I think this question may also have a social dimension to it. This epidemic has brought the concept of death into our lives in a way that was not present before. When I say “our lives,” I’m obviously talking about the West. Our societies have had to do less and less with mortality and death, compared to the previous decades. And of course this is absolutely not true for many regions of the world that are plagued by war, conflict, famine and climate catastrophes. But in a way our “societies of comfort” have brought us further away from death. So I think part of the reason why I asked this question was because in Italy we are now talking about death a lot in a way we are not used to doing, at all. 

Yes. I was very saddened by the death of the great historian of death, French historian Philippe Ariès, as he wrote about the very issues you’re talking about. How interesting it would have been had he been able to reflect on what we’re going through now in the light of the past. I remember an essay he wrote I think it was called, the Pornography of Death. His reflection was to make pornography a metaphor because when the Victorian morality crashed sexuality underground so that it could not find, shall we say, normal healthy channels, it wasn’t going to go away, but it exploded in pornographic ways that are unhealthy. He argued that if one takes that as a model, the same is true about mortality and death and that what we have done in the modern world is to suppress death so that we never face it — in the same way the Victorians never actually faced their sexuality. And the result of that is that we don’t know how to grieve. Death takes place in some institution and the institution tidies it up and takes care of it. It’s the death industry. Death is no longer personal. But if there’s a profession of death that tidies it, we don’t really confront the reality of it and what it means. I believe it profoundly, that Ariès is right. But I can’t replace Ariès. And I can tell you that this has convinced me that your question is vital. And I wish I had a better answer for you. 

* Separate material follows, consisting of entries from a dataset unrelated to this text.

use std::fmt;
use std::str::FromStr;

use serde::{Deserialize, Serialize};
use thiserror::Error;

use crate::models::{InputField, RawEstimateParams, Venue};

pub const DEXES: [&str; 6] = [
    "Uniswap v3",
    "SushiSwap",
    "PancakeSwap",
    "Curve",
    "Balancer",
    "Raydium",
];

pub const PAIRS: [&str; 6] = [
    "ETH/USDC",
    "ETH/USDT",
    "BTC/USDC",
    "ARB/ETH",
    "SOL/USDC",
    "MATIC/USDT",
];

#[derive(Debug, Clone, PartialEq, Eq, Error)]
pub enum PairParseError {
    #[error("token pair must look like BASE/QUOTE, got {0:?}")]
    Malformed(String),
}

/// A token pair such as ETH/USDC: base asset priced in the quote asset.
#[derive(Debug, Clone, PartialEq, Eq, Hash, Serialize, Deserialize)]
pub struct TokenPair {
    pub base: String,
    pub quote: String,
}

impl FromStr for TokenPair {
    type Err = PairParseError;

    fn from_str(s: &str) -> Result<Self, Self::Err> {
        match s.split_once('/') {
            Some((base, quote))
                if !base.trim().is_empty() && !quote.trim().is_empty() && !quote.contains('/') =>
            {
                Ok(TokenPair {
                    base: base.trim().to_string(),
                    quote: quote.trim().to_string(),
                })
            }
            _ => Err(PairParseError::Malformed(s.to_string())),
        }
    }
}

impl fmt::Display for TokenPair {
    fn fmt(&self, f: &mut fmt::Formatter<'_>) -> fmt::Result {
        write!(f, "{}/{}", self.base, self.quote)
    }
}

#[derive(Debug, Clone, PartialEq, Eq, Error)]
pub enum RouteError {
    #[error("unknown exchange: {0}")]
    UnknownDex(String),
    #[error("unknown token pair: {0}")]
    UnknownPair(String),
    #[error(transparent)]
    Pair(#[from] PairParseError),
}

/// Which two venues and which pair the calculator is pointed at.
#[derive(Debug, Clone, PartialEq, Eq, Serialize, Deserialize)]
pub struct RouteSetup {
    pub dex_a: String,
    pub dex_b: String,
    pub pair: String,
}

impl Default for RouteSetup {
    fn default() -> Self {
        Self {
            dex_a: "Uniswap v3".to_string(),
            dex_b: "SushiSwap".to_string(),
            pair: "ETH/USDC".to_string(),
        }
    }
}

impl RouteSetup {
    /// Check both exchanges and the pair against the catalog.
    /// The same exchange on both sides is allowed.
    pub fn validate(&self) -> Result<TokenPair, RouteError> {
        for dex in [&self.dex_a, &self.dex_b] {
            if !DEXES.contains(&dex.as_str()) {
                return Err(RouteError::UnknownDex(dex.clone()));
            }
        }
        if !PAIRS.contains(&self.pair.as_str()) {
            return Err(RouteError::UnknownPair(self.pair.clone()));
        }
        Ok(self.pair.parse()?)
    }

    pub fn swapped(&self) -> Self {
        Self {
            dex_a: self.dex_b.clone(),
            dex_b: self.dex_a.clone(),
            pair: self.pair.clone(),
        }
    }

    pub fn venue_name(&self, venue: Venue) -> &str {
        match venue {
            Venue::A => &self.dex_a,
            Venue::B => &self.dex_b,
        }
    }

    /// Pair split into base/quote; falls back to the whole string for both
    /// halves if it does not parse.
    pub fn token_pair(&self) -> TokenPair {
        self.pair.parse().unwrap_or_else(|_| TokenPair {
            base: self.pair.clone(),
            quote: self.pair.clone(),
        })
    }
}

/// One labelled input of the calculator form.
#[derive(Debug, Clone, PartialEq, Eq, Serialize)]
pub struct FormField {
    pub field: InputField,
    pub label: String,
    pub value: String,
}

pub fn form_fields(route: &RouteSetup, values: &RawEstimateParams) -> Vec<FormField> {
    let quote = route.token_pair().quote;
    InputField::ALL
        .into_iter()
        .map(|field| {
            let label = match field {
                InputField::PriceA => format!("{} price ({})", route.dex_a, quote),
                InputField::PriceB => format!("{} price ({})", route.dex_b, quote),
                InputField::TradeSize => format!("Trade size ({})", quote),
                InputField::FeeBpsA => format!("{} taker fee (bps)", route.dex_a),
                InputField::FeeBpsB => format!("{} taker fee (bps)", route.dex_b),
                InputField::SlippagePct => "Slippage (%)".to_string(),
                InputField::GasCost => "Gas/network cost (USD)".to_string(),
            };
            FormField {
                field,
                label,
                value: values.get(field).to_string(),
            }
        })
        .collect()
}
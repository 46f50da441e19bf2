use rocket::launch;

use spread_pnl::{config, web};

#[launch]
fn rocket() -> _ {
    env_logger::init();

    // Load configuration
    let config = config::Config::from_env()
        .expect("Failed to load configuration");

    log::info!(
        "Starting spread PnL service on {}:{} ({} / {} {})",
        config.bind_address,
        config.port,
        config.default_route.dex_a,
        config.default_route.dex_b,
        config.default_route.pair,
    );

    web::build_rocket(&config)
        .expect("Failed to initialize application state")
}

I know it is impossible to make an actual prediction of how long the pandemic will all go on for, but I’m wondering if history can help us, in this sense, to have an idea in terms of timing and what awaits us in the coming months.

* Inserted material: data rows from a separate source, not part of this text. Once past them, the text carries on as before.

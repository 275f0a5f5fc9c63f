//! Watch command implementation
//!
//! Prints the lenses of one file, then re-prints them after every change
//! batch until SIGINT/SIGTERM.

use anyhow::{Context, Result};
use std::path::PathBuf;
use std::sync::atomic::{AtomicBool, Ordering};
use std::sync::Arc;
use std::time::Duration;
use tokio::runtime::Runtime;

use nuxt_lens::{Document, FileSystemWatcher, LensProvider, WatcherConfig};

use crate::lenses_cmd::print_lenses;

pub fn run_watch(
    runtime: &Runtime,
    file: PathBuf,
    debounce_ms: Option<u64>,
    gitignore_aware: bool,
) -> Result<()> {
    let shutdown = Arc::new(AtomicBool::new(false));
    let shutdown_clone = shutdown.clone();

    #[cfg(unix)]
    {
        use signal_hook::consts::signal;
        use signal_hook::iterator::Signals;

        let mut signals = Signals::new([signal::SIGTERM, signal::SIGINT])?;

        std::thread::spawn(move || {
            if signals.forever().next().is_some() {
                shutdown_clone.store(true, Ordering::SeqCst);
            }
        });
    }

    let mut provider = LensProvider::open(&file)?;
    let root = provider
        .root()
        .map(|r| r.to_path_buf())
        .context("Provider has no project root")?;

    let render = |provider: &mut LensProvider| -> Result<()> {
        let doc = runtime
            .block_on(Document::open(&file))
            .with_context(|| format!("Cannot read {}", file.display()))?;
        let lenses = runtime.block_on(provider.provide_lenses(&doc));
        print_lenses(&file, &lenses);
        Ok(())
    };
    render(&mut provider)?;

    let config = WatcherConfig {
        root_path: root.clone(),
        debounce_ms: debounce_ms.unwrap_or(provider.config().debounce_ms),
        gitignore_aware: gitignore_aware && provider.config().gitignore_aware,
        extra_ignored_dirs: provider.config().extra_ignored_dirs.clone(),
    };
    let watcher = FileSystemWatcher::new(root.clone(), config, shutdown.clone())?;
    println!("nuxt-lens watching: {}", root.display());

    while !shutdown.load(Ordering::SeqCst) {
        match watcher.recv_batch_timeout(Duration::from_millis(200)) {
            Ok(Some(batch)) => {
                log::debug!("Change batch with {} paths", batch.changes.len());
                provider.apply_changes(&batch);
                if let Err(e) = render(&mut provider) {
                    log::warn!("{:#}", e);
                }
            }
            Ok(None) => break,
            Err(()) => {}
        }
    }

    shutdown.store(true, Ordering::SeqCst);
    watcher.shutdown();
    println!("SHUTDOWN");
    Ok(())
}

I see the importance of your question, and at the same time I realize that I can’t make a prediction with any accuracy. That is a crucial point to make because this is a new disease that has been known to humans only since December. As a result, no one yet knows a great deal about it, and one of its mysteries is still the length of time it is likely to besiege a community. 

Clearly, at one extreme it is not like the Spanish influence that passed through localities in just a matter of weeks; and at the other extreme it is unlikely to remain in a city for years as bubonic plague sometimes did. For that reason the future is very complex. It is not clear, for example, whether Covid-19 will become an endemic disease that is with us for a long time; whether it will rebound once communities emerge from the lockdown and go back to work and to a more normal life; and whether those who were infected will have immunity. 

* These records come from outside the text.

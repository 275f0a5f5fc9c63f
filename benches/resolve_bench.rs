//! Reference resolution benchmarks.
//!
//! Measures, over a synthetic project of N pages:
//! - Composable call search
//! - Component tag search
//! - Directory index walks
//!
//! Run with: cargo bench --bench resolve_bench

use criterion::{black_box, criterion_group, criterion_main, BenchmarkId, Criterion};
use nuxt_lens::{
    find_dirs, resolve, DocumentKind, IgnoreSet, LensConfig, NoSeed, ResolveContext, SymbolQuery,
};
use std::fs;
use std::path::Path;
use tempfile::TempDir;
use tokio::runtime::Runtime;

fn write(root: &Path, rel: &str, text: &str) {
    let path = root.join(rel);
    fs::create_dir_all(path.parent().unwrap()).unwrap();
    fs::write(path, text).unwrap();
}

/// A project with `pages` pages, each using one composable and one component.
fn synthetic_project(pages: usize) -> TempDir {
    let temp_dir = TempDir::new().unwrap();
    let root = temp_dir.path();
    write(root, "nuxt.config.ts", "export default defineNuxtConfig({})\n");
    write(root, "package.json", "{}\n");
    write(root, "composables/useFoo.ts", "export function useFoo() { return 1 }\n");
    write(root, "components/Foo/Bar.vue", "<template><p/></template>\n");
    for i in 0..pages {
        write(
            root,
            &format!("pages/section{}/page{}.vue", i % 10, i),
            &format!(
                "<script setup lang=\"ts\">\nconst foo = useFoo()\nconst label = 'page {}'\n</script>\n\n<template>\n  <div>\n    <FooBar :n=\"{}\" />\n    <p>{{{{ label }}}}</p>\n  </div>\n</template>\n",
                i, i
            ),
        );
    }
    for i in 0..pages / 2 {
        write(root, &format!("node_modules/pkg{}/index.js", i), "module.exports = useFoo()\n");
    }
    temp_dir
}

fn benchmark_resolution(c: &mut Criterion) {
    let runtime = Runtime::new().unwrap();
    let config = LensConfig::default();
    let ignore = IgnoreSet::default();
    let mut group = c.benchmark_group("resolve");

    for pages in [50usize, 500] {
        let project = synthetic_project(pages);
        let root = project.path();
        let ctx = ResolveContext::new(root, &config, &ignore, &NoSeed);

        let composable = SymbolQuery::new("useFoo", DocumentKind::Composable)
            .defined_in(&root.join("composables/useFoo.ts"));
        group.bench_with_input(BenchmarkId::new("composable", pages), &pages, |b, _| {
            b.to_async(&runtime)
                .iter(|| async { black_box(resolve(&composable, &ctx).await) })
        });

        let component = SymbolQuery::new("FooBar", DocumentKind::Component)
            .defined_in(&root.join("components/Foo/Bar.vue"));
        group.bench_with_input(BenchmarkId::new("component", pages), &pages, |b, _| {
            b.to_async(&runtime)
                .iter(|| async { black_box(resolve(&component, &ctx).await) })
        });

        group.bench_with_input(BenchmarkId::new("find_dirs", pages), &pages, |b, _| {
            b.iter(|| black_box(find_dirs(root, "components", &ignore)))
        });
    }

    group.finish();
}

criterion_group!(benches, benchmark_resolution);
criterion_main!(benches);
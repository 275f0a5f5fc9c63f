//! Command-line argument parsing.

use anyhow::{anyhow, Result};
use std::path::PathBuf;

use nuxt_lens::{DocumentKind, OutputFormat};

pub fn print_usage() {
    eprintln!("nuxt-lens - Reference-count lenses for Nuxt projects");
    eprintln!();
    eprintln!("Usage:");
    eprintln!("  nuxt-lens <command> [arguments]");
    eprintln!("  nuxt-lens --help");
    eprintln!("  nuxt-lens --version");
    eprintln!();
    eprintln!("  nuxt-lens root --file <PATH>");
    eprintln!("  nuxt-lens symbols --root <DIR> [--kind <KIND>] [--output <FORMAT>]");
    eprintln!("  nuxt-lens lenses --file <PATH> [--output <FORMAT>]");
    eprintln!("  nuxt-lens refs --file <PATH> --kind <KIND> --name <NAME> [--output <FORMAT>]");
    eprintln!("  nuxt-lens watch --file <PATH> [--debounce-ms <N>] [--no-gitignore]");
    eprintln!();
    eprintln!("Commands:");
    eprintln!("  root      Print the project root discovered above a file");
    eprintln!("  symbols   List catalogued symbols");
    eprintln!("  lenses    Print the lenses of a file");
    eprintln!("  refs      Print every reference to a symbol");
    eprintln!("  watch     Re-print the lenses of a file after each change");
    eprintln!();
    eprintln!("Global arguments:");
    eprintln!("  --output <FORMAT>   Output format: human (default) or json");
    eprintln!("  --verbose           Enable debug logging (otherwise RUST_LOG applies)");
    eprintln!();
    eprintln!("Kinds: component, composable, plugin, middleware, layout, store, utility");
}

/// A parsed command.
#[derive(Debug, Clone, PartialEq, Eq)]
pub enum Command {
    Root {
        file: PathBuf,
        output_format: OutputFormat,
    },
    Symbols {
        root: PathBuf,
        kind: Option<DocumentKind>,
        output_format: OutputFormat,
    },
    Lenses {
        file: PathBuf,
        output_format: OutputFormat,
    },
    Refs {
        file: PathBuf,
        kind: DocumentKind,
        name: String,
        output_format: OutputFormat,
    },
    Watch {
        file: PathBuf,
        debounce_ms: Option<u64>,
        gitignore_aware: bool,
    },
    Help,
    Version,
}

/// Command plus global flags.
#[derive(Debug, Clone, PartialEq, Eq)]
pub struct Invocation {
    pub command: Command,
    pub verbose: bool,
}

/// Flag values for one subcommand.
#[derive(Default)]
struct Flags {
    file: Option<PathBuf>,
    root: Option<PathBuf>,
    kind: Option<DocumentKind>,
    name: Option<String>,
    debounce_ms: Option<u64>,
    no_gitignore: bool,
    output_format: Option<OutputFormat>,
    verbose: bool,
}

fn value<'a>(args: &'a [String], i: usize, flag: &str) -> Result<&'a str> {
    args.get(i + 1)
        .map(String::as_str)
        .ok_or_else(|| anyhow!("{} requires an argument", flag))
}

fn parse_flags(args: &[String]) -> Result<Flags> {
    let mut flags = Flags::default();
    let mut i = 0;
    while i < args.len() {
        match args[i].as_str() {
            "--file" => {
                flags.file = Some(PathBuf::from(value(args, i, "--file")?));
                i += 2;
            }
            "--root" => {
                flags.root = Some(PathBuf::from(value(args, i, "--root")?));
                i += 2;
            }
            "--kind" => {
                flags.kind = Some(value(args, i, "--kind")?.parse()?);
                i += 2;
            }
            "--name" => {
                flags.name = Some(value(args, i, "--name")?.to_string());
                i += 2;
            }
            "--debounce-ms" => {
                flags.debounce_ms = Some(value(args, i, "--debounce-ms")?.parse()?);
                i += 2;
            }
            "--no-gitignore" => {
                flags.no_gitignore = true;
                i += 1;
            }
            "--output" => {
                let raw = value(args, i, "--output")?;
                flags.output_format = Some(OutputFormat::parse(raw).ok_or_else(|| {
                    anyhow!("Invalid output format: {}. Must be human or json", raw)
                })?);
                i += 2;
            }
            "--verbose" | "-v" => {
                flags.verbose = true;
                i += 1;
            }
            other => return Err(anyhow!("Unknown argument: {}", other)),
        }
    }
    Ok(flags)
}

/// Parse `args` (without the program name).
pub fn parse_args_from(args: &[String]) -> Result<Invocation> {
    let Some(command) = args.first() else {
        return Err(anyhow!("Missing command"));
    };

    match command.as_str() {
        "--version" | "-V" => {
            return Ok(Invocation {
                command: Command::Version,
                verbose: false,
            })
        }
        "--help" | "-h" | "help" => {
            return Ok(Invocation {
                command: Command::Help,
                verbose: false,
            })
        }
        _ => {}
    }

    let flags = parse_flags(&args[1..])?;
    let output_format = flags.output_format.unwrap_or(OutputFormat::Human);
    let file = flags.file.clone();
    let require_file = || file.clone().ok_or_else(|| anyhow!("--file is required"));

    let command = match command.as_str() {
        "root" => Command::Root {
            file: require_file()?,
            output_format,
        },
        "symbols" => Command::Symbols {
            root: flags.root.ok_or_else(|| anyhow!("--root is required"))?,
            kind: flags.kind,
            output_format,
        },
        "lenses" => Command::Lenses {
            file: require_file()?,
            output_format,
        },
        "refs" => Command::Refs {
            file: require_file()?,
            kind: flags.kind.ok_or_else(|| anyhow!("--kind is required"))?,
            name: flags.name.ok_or_else(|| anyhow!("--name is required"))?,
            output_format,
        },
        "watch" => Command::Watch {
            file: require_file()?,
            debounce_ms: flags.debounce_ms,
            gitignore_aware: !flags.no_gitignore,
        },
        other => return Err(anyhow!("Unknown command: {}", other)),
    };

    Ok(Invocation {
        command,
        verbose: flags.verbose,
    })
}

/// Parse the process arguments.
pub fn parse_args() -> Result<Invocation> {
    let args: Vec<String> = std::env::args().skip(1).collect();
    parse_args_from(&args)
}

I guess that the danger of a rebound will prevent the authorities from allowing life to return to some version of “normal” for months. I suspect that the pace of change will be cautious, as it will be necessary to see whether such a progressive loosening of the rules is followed by a new wave of the disease. I believe that the return to “normal” will therefore be slow and gradual, and that some changes are likely to be long-lasting, at least until there is an effective vaccine, which would be a “game-changer.” This is not a prediction, but a guess. 

My main point is that I think that everyone needs to be aware that this pandemic is a very serious matter and that the recovery from it will not occur suddenly, all at once, or very soon. It is also realistic to imagine that some of the changes in our lives will last for a longer period.